Credit: Renate Vanaga via Unsplash

This year marks the fifth celebration of World Food Safety Day (WFSD), which takes place every year on June 7. The journey to dedicate a day to raising awareness about the importance of food safety started in 2016, when the Codex Alimentarius Commission at its 39th meeting unanimously agreed to promote a proposal to declare a permanent day for World Food Safety Day within the United Nations (UN) framework. After the Food and Agriculture Organization of the UN (FAO) and the World Health Organization (WHO) expressed their support for such a day in 2017, and through the efforts of the government of Costa Rica, the UN General Assembly formally designated June 7 as World Food Safety Day by adopting resolution 73/2501 in December 2018.

WFSD is an important recognition for the fundamental role of food safety in achieving food security, as well as its centrality in the agri-food system. Even though WFSD comes along once a year, food safety must be protected year-round to continue promoting good health and sufficient food for all.

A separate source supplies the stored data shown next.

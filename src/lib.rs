//! # Introduction
//!
//! cccp compiles a tiny imperative language (`var`, `print`, `if`/`else`,
//! `func`, `return`, `extern`) to C and hands the result to the system C
//! compiler.
//!
//! ## Compilation pipeline
//!
//! ```text
//! Source → Lexer → Parser → AST → CodeGenerator → C source → cc → executable
//! ```
//!
//! 1. [`parser`]: tokenises the source and builds an AST, collecting every
//!    syntax error in one pass.
//! 2. [`codegen`]: infers `int` / `string` types, tracks scopes and emits a
//!    single C translation unit.
//! 3. [`pipeline`]: runs both stages; syntax errors suppress generation.
//! 4. [`toolchain`]: writes `output.c`, compiles it and runs the executable.
//! 5. [`config`]: environment-driven settings for the binary.

pub mod codegen;
pub mod config;
pub mod parser;
pub mod pipeline;
pub mod toolchain;

pub use pipeline::{compile, CompileError};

It also plays a key role supporting economic growth and facilitating international trade.

"Food safety is everyone's business." The WFSD motto emphasizes how food safety is truly a shared responsibility, as we all need to do our part. Keeping food safe from farm to table is, in fact, a complex process that requires everyone in the agri-food system to play their roles—from policymakers and regulators to food manufacturers, processors, retailers, and consumers.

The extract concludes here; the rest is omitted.